§ **TASK BRIEF**
Nothing but the lines from the one containing "self.provider = Some(provider.into());" through the end of the entries should be set down, each exactly as written.

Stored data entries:

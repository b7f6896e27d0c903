//! In-memory knowledge-store backend for tests and single-process runs.
//!
//! Implements the same contracts as the PostgreSQL backend — title
//! clipping, source merge rules, operation finality, terminal status lock —
//! over plain maps behind one mutex.

use std::collections::HashMap;
use std::sync::{Arc, Mutex};

use chrono::Utc;
use serde_json::Value;

use nexus_shared::types::{
    Artifact, JobEnvelope, NewSource, OperationEvidence, OperationStatus, ResearchTask, Source,
    Subtask, TaskOperation, TaskStatus,
};
use nexus_shared::validation::{clip_title, UNTITLED};
use nexus_shared::{NexusError, NexusResult};

#[derive(Debug, Default)]
struct StoreState {
    tasks: HashMap<String, ResearchTask>,
    subtasks: HashMap<String, Subtask>,
    operations: HashMap<String, TaskOperation>,
    evidence: Vec<OperationEvidence>,
    /// Keyed by URL — the dedup invariant holds by construction
    sources: HashMap<String, Source>,
    artifacts: Vec<Artifact>,
}

#[derive(Debug, Clone, Default)]
pub struct InMemoryStore {
    state: Arc<Mutex<StoreState>>,
}

impl InMemoryStore {
    pub fn new() -> Self {
        Self::default()
    }

    fn lock(&self) -> std::sync::MutexGuard<'_, StoreState> {
        self.state.lock().unwrap_or_else(|p| p.into_inner())
    }

    pub fn upsert_task(&self, task: &ResearchTask) {
        let mut stored = task.clone();
        stored.title = clip_title(Some(&task.title));
        stored.updated_at = Utc::now();
        self.lock().tasks.insert(stored.task_id.clone(), stored);
    }

    pub fn ensure_task_from_envelope(&self, job: &JobEnvelope) -> ResearchTask {
        if let Some(existing) = self.get_task(&job.task_id) {
            return existing;
        }
        let mut task = ResearchTask::new(job.title.clone(), job.description.clone());
        task.task_id = job.task_id.clone();
        task.continuous_mode = job.continuous_mode;
        task.continuous_interval_hours = job.continuous_interval_hours;
        self.upsert_task(&task);
        self.get_task(&job.task_id).expect("task just inserted")
    }

    pub fn get_task(&self, task_id: &str) -> Option<ResearchTask> {
        self.lock().tasks.get(task_id).cloned()
    }

    pub fn list_tasks(&self, limit: usize) -> Vec<ResearchTask> {
        let mut tasks: Vec<_> = self.lock().tasks.values().cloned().collect();
        tasks.sort_by(|a, b| b.created_at.cmp(&a.created_at));
        tasks.truncate(limit);
        tasks
    }

    pub fn update_task_status(&self, task_id: &str, status: TaskStatus) -> bool {
        let mut state = self.lock();
        match state.tasks.get_mut(task_id) {
            Some(task) if !task.status.is_terminal() => {
                task.status = status;
                task.updated_at = Utc::now();
                true
            }
            _ => false,
        }
    }

    pub fn complete_task(
        &self,
        task_id: &str,
        results: Option<Value>,
        summary: Option<Value>,
        reasoning: Option<Value>,
    ) {
        let mut state = self.lock();
        if let Some(task) = state.tasks.get_mut(task_id) {
            if task.status.is_terminal() {
                return;
            }
            task.status = TaskStatus::Completed;
            task.completed_at = Some(Utc::now());
            task.updated_at = Utc::now();
            if results.is_some() {
                task.results = results;
            }
            if summary.is_some() {
                task.summary = summary;
            }
            if reasoning.is_some() {
                task.reasoning = reasoning;
            }
        }
    }

    pub fn fail_task(&self, task_id: &str, error: &str, category: &str) {
        let mut state = self.lock();
        if let Some(task) = state.tasks.get_mut(task_id) {
            if task.status.is_terminal() {
                return;
            }
            task.status = TaskStatus::Failed;
            task.updated_at = Utc::now();
            let mut meta = match task.metadata.take() {
                Value::Object(map) => map,
                _ => serde_json::Map::new(),
            };
            meta.insert("error".to_string(), Value::String(error.to_string()));
            meta.insert(
                "error_category".to_string(),
                Value::String(category.to_string()),
            );
            task.metadata = Value::Object(meta);
        }
    }

    pub fn record_task_error(&self, task_id: &str, error: &str) {
        let mut state = self.lock();
        if let Some(task) = state.tasks.get_mut(task_id) {
            task.updated_at = Utc::now();
            let mut meta = match task.metadata.take() {
                Value::Object(map) => map,
                _ => serde_json::Map::new(),
            };
            meta.insert("last_error".to_string(), Value::String(error.to_string()));
            task.metadata = Value::Object(meta);
        }
    }

    pub fn upsert_subtask(&self, subtask: &Subtask) {
        self.lock()
            .subtasks
            .insert(subtask.subtask_id.clone(), subtask.clone());
    }

    pub fn subtasks_for_task(&self, task_id: &str) -> Vec<Subtask> {
        let mut subtasks: Vec<_> = self
            .lock()
            .subtasks
            .values()
            .filter(|s| s.task_id == task_id)
            .cloned()
            .collect();
        subtasks.sort_by(|a, b| a.depth.cmp(&b.depth).then(a.subtask_id.cmp(&b.subtask_id)));
        subtasks
    }

    pub fn open_operation(&self, task_id: &str, stage: &str) -> TaskOperation {
        let operation = TaskOperation::open(task_id, stage);
        self.lock()
            .operations
            .insert(operation.operation_id.clone(), operation.clone());
        operation
    }

    pub fn find_operation(&self, task_id: &str, stage: &str) -> Option<TaskOperation> {
        self.lock()
            .operations
            .values()
            .filter(|op| op.task_id == task_id && op.stage == stage)
            .max_by_key(|op| op.started_at)
            .cloned()
    }

    pub fn stage_already_completed(&self, task_id: &str, stage: &str) -> bool {
        self.find_operation(task_id, stage)
            .map(|op| op.status == OperationStatus::Completed)
            .unwrap_or(false)
    }

    pub fn close_operation(
        &self,
        operation_id: &str,
        status: OperationStatus,
        error: Option<&str>,
        counts: &HashMap<String, i64>,
    ) -> NexusResult<()> {
        if !status.is_final() {
            return Err(NexusError::Store(
                "close_operation requires a final status".to_string(),
            ));
        }
        let mut state = self.lock();
        let operation = state
            .operations
            .get_mut(operation_id)
            .ok_or_else(|| NexusError::Store(format!("unknown operation {operation_id}")))?;
        if operation.status.is_final() {
            return Err(NexusError::Store(format!(
                "operation {operation_id} is already final"
            )));
        }
        operation.status = status;
        operation.ended_at = Some(Utc::now());
        operation.error = error.map(str::to_string);
        operation.counts = counts.clone();
        Ok(())
    }

    pub fn mark_operation_retried(&self, operation_id: &str) {
        if let Some(operation) = self.lock().operations.get_mut(operation_id) {
            operation.retry_marker = 1;
        }
    }

    pub fn append_evidence(&self, evidence: &OperationEvidence) {
        self.lock().evidence.push(evidence.clone());
    }

    pub fn evidence_for_operation(&self, operation_id: &str) -> Vec<OperationEvidence> {
        self.lock()
            .evidence
            .iter()
            .filter(|e| e.operation_id == operation_id)
            .cloned()
            .collect()
    }

    pub fn upsert_source(&self, new_source: NewSource) -> Source {
        let incoming_title = new_source.title.as_deref().map(|t| clip_title(Some(t)));
        let incoming = new_source.into_source();
        let mut state = self.lock();

        match state.sources.get_mut(&incoming.url) {
            Some(existing) => {
                if existing.title == UNTITLED {
                    if let Some(title) = incoming_title {
                        existing.title = title;
                    }
                }
                if existing.provider.is_none() {
                    existing.provider = incoming.provider;
                }
                if existing.content_hash.is_none() {
                    existing.content_hash = incoming.content_hash;
                }
                let incoming_longer = match (&existing.extracted_text, &incoming.extracted_text) {
                    (None, Some(_)) => true,
                    (Some(old), Some(new)) => new.len() > old.len(),
                    _ => false,
                };
                if incoming_longer {
                    existing.extracted_text = incoming.extracted_text;
                }
                if incoming.accessed_at > existing.accessed_at {
                    existing.accessed_at = incoming.accessed_at;
                }
                existing.clone()
            }
            None => {
                state
                    .sources
                    .insert(incoming.url.clone(), incoming.clone());
                incoming
            }
        }
    }

    pub fn get_source_by_url(&self, url: &str) -> Option<Source> {
        self.lock().sources.get(url).cloned()
    }

    pub fn count_sources(&self) -> i64 {
        self.lock().sources.len() as i64
    }

    pub fn create_artifact(&self, artifact: &Artifact) {
        let mut state = self.lock();
        if !state
            .artifacts
            .iter()
            .any(|a| a.artifact_id == artifact.artifact_id)
        {
            state.artifacts.push(artifact.clone());
        }
    }

    pub fn artifacts_for_task(&self, task_id: &str) -> Vec<Artifact> {
        self.lock()
            .artifacts
            .iter()
            .filter(|a| a.task_id == task_id)
            .cloned()
            .collect()
    }

    pub fn purge(&self) {
        *self.lock() = StoreState::default();
    }
}
//! Canonical retrieved documents, deduplicated by URL.

use chrono::{DateTime, Utc};
use serde::{Deserialize, Serialize};

use crate::validation::clip_title;

/// A stored source row. The URL is the deduplication key; writing the same
/// URL twice merges fields instead of inserting a duplicate.
#[derive(Debug, Clone, Serialize, Deserialize)]
pub struct Source {
    pub source_id: String,
    pub url: String,
    /// Clipped to 254 characters at the persistence boundary
    pub title: String,
    pub provider: Option<String>,
    pub accessed_at: DateTime<Utc>,
    pub content_hash: Option<String>,
    pub extracted_text: Option<String>,
}

/// Candidate source prior to persistence. Title clipping happens when the
/// store facade converts this into a [`Source`].
#[derive(Debug, Clone, Serialize, Deserialize)]
pub struct NewSource {
    pub url: String,
    pub title: Option<String>,
    pub provider: Option<String>,
    pub accessed_at: DateTime<Utc>,
    pub content_hash: Option<String>,
    pub extracted_text: Option<String>,
}

impl NewSource {
    pub fn new(url: impl Into<String>) -> Self {
        Self {
            url: url.into(),
            title: None,
            provider: None,
            accessed_at: Utc::now(),
            content_hash: None,
            extracted_text: None,
        }
    }

    pub fn with_title(mut self, title: impl Into<String>) -> Self {
        self.title = Some(title.into());
        self
    }

    pub fn with_provider(mut self, provider: impl Into<String>) -> Self {
        self.provider = Some(provider.into());
        self
    }

    pub fn with_extracted_text(mut self, text: impl Into<String>) -> Self {
        self.extracted_text = Some(text.into());
        self
    }

    pub fn with_accessed_at(mut self, at: DateTime<Utc>) -> Self {
        self.accessed_at = at;
        self
    }

    /// Normalize into a storable row, applying the title bound.
    pub fn into_source(self) -> Source {
        Source {
            source_id: super::new_id(),
            url: self.url,
            title: clip_title(self.title.as_deref()),
            provider: self.provider,
            accessed_at: self.accessed_at,
            content_hash: self.content_hash,
            extracted_text: self.extracted_text,
        }
    }
}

§ **RESULT OF THIS TASK**
        self.provider = Some(provider.into());
        self
    }

    pub fn with_extracted_text(mut self, text: impl Into<String>) -> Self {
        self.extracted_text = Some(text.into());
        self
    }

    pub fn with_accessed_at(mut self, at: DateTime<Utc>) -> Self {
        self.accessed_at = at;
        self
    }

    /// Normalize into a storable row, applying the title bound.
    pub fn into_source(self) -> Source {
        Source {
            source_id: super::new_id(),
            url: self.url,
            title: clip_title(self.title.as_deref()),
            provider: self.provider,
            accessed_at: self.accessed_at,
            content_hash: self.content_hash,
            extracted_text: self.extracted_text,
        }
    }
}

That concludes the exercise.